● **WHAT TO WORK ON**:
Copy every record that follows, word for word.

● **RECORDS PROVIDED**:
========================
//! Document sources: where the published table comes from.
//!
//! Only I/O failures are fatal for a run. Undecodable bytes are replaced
//! and noted, the way [`crate::decode`] notes dropped rows.

use std::fs;
use std::io::{self, Read};
use std::path::{Path, PathBuf};

use gridcipher_diagnostics::{Diagnostic, Span, codes};

use crate::config::DecoderConfig;
use crate::decode::{Decoded, decode_html};

/// Errors raised while obtaining the source document.
#[non_exhaustive]
#[derive(Debug, thiserror::Error)]
pub enum SourceError {
    /// The named file does not exist.
    #[error("document not found: {}", .0.display())]
    NotFound(PathBuf),

    /// Reading the document failed.
    #[error("failed to read document {name}")]
    Io {
        /// Source name (path or `<stdin>`).
        name: String,
        /// The underlying OS error.
        #[source]
        source: io::Error,
    },
}

/// A document read from a source, decoded to text.
#[derive(Debug, Clone, PartialEq)]
pub struct Document {
    /// Source name (path or `<stdin>`).
    pub name: String,
    /// Document text. Invalid UTF-8 has been replaced with U+FFFD.
    pub text: String,
    /// Notes raised while decoding the bytes, such as invalid UTF-8.
    pub diagnostics: Vec<Diagnostic>,
}

impl Document {
    /// Decode raw bytes leniently, noting the first invalid sequence.
    pub fn from_bytes(name: impl Into<String>, bytes: Vec<u8>) -> Self {
        let name = name.into();
        let mut diagnostics = Vec::new();
        let text = match String::from_utf8(bytes) {
            Ok(text) => text,
            Err(err) => {
                let at = err.utf8_error().valid_up_to();
                log::warn!("{name}: invalid UTF-8 at byte {at}, replacing");
                // The lossy text matches the input up to `at`, then holds U+FFFD.
                let span = Span::new(at, at + char::REPLACEMENT_CHARACTER.len_utf8());
                diagnostics.push(
                    Diagnostic::warn(
                        codes::INVALID_UTF8,
                        format!("document is not valid UTF-8 at byte {at}; invalid bytes replaced"),
                        Some(span),
                    )
                    .with_context(std::collections::BTreeMap::from([(
                        "byte".into(),
                        at.to_string(),
                    )])),
                );
                String::from_utf8_lossy(err.as_bytes()).into_owned()
            }
        };
        log::debug!("read {} bytes from {name}", text.len());
        Self {
            name,
            text,
            diagnostics,
        }
    }

    /// Decode the document's tables, keeping the notes raised while reading it.
    pub fn decode(&self, config: &DecoderConfig) -> Decoded {
        let mut out = decode_html(&self.text, config);
        let mut diagnostics = self.diagnostics.clone();
        diagnostics.append(&mut out.diagnostics);
        out.diagnostics = diagnostics;
        out
    }
}

/// Something that can produce the bytes of a document.
pub trait DocumentSource {
    /// Name used in messages and diagnostics.
    fn name(&self) -> &str;

    /// Read the whole document as raw bytes.
    fn read_bytes(&mut self) -> Result<Vec<u8>, SourceError>;

    /// Read the whole document and decode it to text.
    fn read_document(&mut self) -> Result<Document, SourceError> {
        let bytes = self.read_bytes()?;
        Ok(Document::from_bytes(self.name(), bytes))
    }
}

/// A document stored in a local file.
#[derive(Debug, Clone)]
pub struct FileSource {
    path: PathBuf,
    name: String,
}

impl FileSource {
    /// Source reading from `path`.
    pub fn new(path: impl AsRef<Path>) -> Self {
        let path = path.as_ref().to_path_buf();
        let name = path.display().to_string();
        Self { path, name }
    }
}

impl DocumentSource for FileSource {
    fn name(&self) -> &str {
        &self.name
    }

    fn read_bytes(&mut self) -> Result<Vec<u8>, SourceError> {
        fs::read(&self.path).map_err(|e| {
            if e.kind() == io::ErrorKind::NotFound {
                SourceError::NotFound(self.path.clone())
            } else {
                SourceError::Io {
                    name: self.name.clone(),
                    source: e,
                }
            }
        })
    }
}

/// A document read from any [`Read`] implementation, such as stdin.
pub struct ReaderSource<R> {
    reader: R,
    name: String,
}

impl<R: Read> ReaderSource<R> {
    /// Source reading from `reader`, reported as `name`.
    pub fn new(reader: R, name: impl Into<String>) -> Self {
        Self {
            reader,
            name: name.into(),
        }
    }
}

impl ReaderSource<io::Stdin> {
    /// Source reading standard input.
    pub fn stdin() -> Self {
        Self::new(io::stdin(), "<stdin>")
    }
}

impl<R: Read> DocumentSource for ReaderSource<R> {
    fn name(&self) -> &str {
        &self.name
    }

    fn read_bytes(&mut self) -> Result<Vec<u8>, SourceError> {
        let mut bytes = Vec::new();
        self.reader
            .read_to_end(&mut bytes)
            .map_err(|source| SourceError::Io {
                name: self.name.clone(),
                source,
            })?;
        Ok(bytes)
    }
}

/// Read a document from `source` and decode its tables.
///
/// Only I/O failures are errors. An empty document, or one with no usable
/// rows, decodes to an empty grid.
pub fn decode_document(
    source: &mut dyn DocumentSource,
    config: &DecoderConfig,
) -> Result<Decoded, SourceError> {
    Ok(source.read_document()?.decode(config))
}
========================
● **SOLUTION TO THIS TASK**:
//! Document sources: where the published table comes from.
//!
//! Only I/O failures are fatal for a run. Undecodable bytes are replaced
//! and noted, the way [`crate::decode`] notes dropped rows.

use std::fs;
use std::io::{self, Read};
use std::path::{Path, PathBuf};

use gridcipher_diagnostics::{Diagnostic, Span, codes};

use crate::config::DecoderConfig;
use crate::decode::{Decoded, decode_html};

/// Errors raised while obtaining the source document.
#[non_exhaustive]
#[derive(Debug, thiserror::Error)]
pub enum SourceError {
    /// The named file does not exist.
    #[error("document not found: {}", .0.display())]
    NotFound(PathBuf),

    /// Reading the document failed.
    #[error("failed to read document {name}")]
    Io {
        /// Source name (path or `<stdin>`).
        name: String,
        /// The underlying OS error.
        #[source]
        source: io::Error,
    },
}

/// A document read from a source, decoded to text.
#[derive(Debug, Clone, PartialEq)]
pub struct Document {
    /// Source name (path or `<stdin>`).
    pub name: String,
    /// Document text. Invalid UTF-8 has been replaced with U+FFFD.
    pub text: String,
    /// Notes raised while decoding the bytes, such as invalid UTF-8.
    pub diagnostics: Vec<Diagnostic>,
}

impl Document {
    /// Decode raw bytes leniently, noting the first invalid sequence.
    pub fn from_bytes(name: impl Into<String>, bytes: Vec<u8>) -> Self {
        let name = name.into();
        let mut diagnostics = Vec::new();
        let text = match String::from_utf8(bytes) {
            Ok(text) => text,
            Err(err) => {
                let at = err.utf8_error().valid_up_to();
                log::warn!("{name}: invalid UTF-8 at byte {at}, replacing");
                // The lossy text matches the input up to `at`, then holds U+FFFD.
                let span = Span::new(at, at + char::REPLACEMENT_CHARACTER.len_utf8());
                diagnostics.push(
                    Diagnostic::warn(
                        codes::INVALID_UTF8,
                        format!("document is not valid UTF-8 at byte {at}; invalid bytes replaced"),
                        Some(span),
                    )
                    .with_context(std::collections::BTreeMap::from([(
                        "byte".into(),
                        at.to_string(),
                    )])),
                );
                String::from_utf8_lossy(err.as_bytes()).into_owned()
            }
        };
        log::debug!("read {} bytes from {name}", text.len());
        Self {
            name,
            text,
            diagnostics,
        }
    }

    /// Decode the document's tables, keeping the notes raised while reading it.
    pub fn decode(&self, config: &DecoderConfig) -> Decoded {
        let mut out = decode_html(&self.text, config);
        let mut diagnostics = self.diagnostics.clone();
        diagnostics.append(&mut out.diagnostics);
        out.diagnostics = diagnostics;
        out
    }
}

/// Something that can produce the bytes of a document.
pub trait DocumentSource {
    /// Name used in messages and diagnostics.
    fn name(&self) -> &str;

    /// Read the whole document as raw bytes.
    fn read_bytes(&mut self) -> Result<Vec<u8>, SourceError>;

    /// Read the whole document and decode it to text.
    fn read_document(&mut self) -> Result<Document, SourceError> {
        let bytes = self.read_bytes()?;
        Ok(Document::from_bytes(self.name(), bytes))
    }
}

/// A document stored in a local file.
#[derive(Debug, Clone)]
pub struct FileSource {
    path: PathBuf,
    name: String,
}

impl FileSource {
    /// Source reading from `path`.
    pub fn new(path: impl AsRef<Path>) -> Self {
        let path = path.as_ref().to_path_buf();
        let name = path.display().to_string();
        Self { path, name }
    }
}

impl DocumentSource for FileSource {
    fn name(&self) -> &str {
        &self.name
    }

    fn read_bytes(&mut self) -> Result<Vec<u8>, SourceError> {
        fs::read(&self.path).map_err(|e| {
            if e.kind() == io::ErrorKind::NotFound {
                SourceError::NotFound(self.path.clone())
            } else {
                SourceError::Io {
                    name: self.name.clone(),
                    source: e,
                }
            }
        })
    }
}

/// A document read from any [`Read`] implementation, such as stdin.
pub struct ReaderSource<R> {
    reader: R,
    name: String,
}

impl<R: Read> ReaderSource<R> {
    /// Source reading from `reader`, reported as `name`.
    pub fn new(reader: R, name: impl Into<String>) -> Self {
        Self {
            reader,
            name: name.into(),
        }
    }
}

impl ReaderSource<io::Stdin> {
    /// Source reading standard input.
    pub fn stdin() -> Self {
        Self::new(io::stdin(), "<stdin>")
    }
}

impl<R: Read> DocumentSource for ReaderSource<R> {
    fn name(&self) -> &str {
        &self.name
    }

    fn read_bytes(&mut self) -> Result<Vec<u8>, SourceError> {
        let mut bytes = Vec::new();
        self.reader
            .read_to_end(&mut bytes)
            .map_err(|source| SourceError::Io {
                name: self.name.clone(),
                source,
            })?;
        Ok(bytes)
    }
}

/// Read a document from `source` and decode its tables.
///
/// Only I/O failures are errors. An empty document, or one with no usable
/// rows, decodes to an empty grid.
pub fn decode_document(
    source: &mut dyn DocumentSource,
    config: &DecoderConfig,
) -> Result<Decoded, SourceError> {
    Ok(source.read_document()?.decode(config))
}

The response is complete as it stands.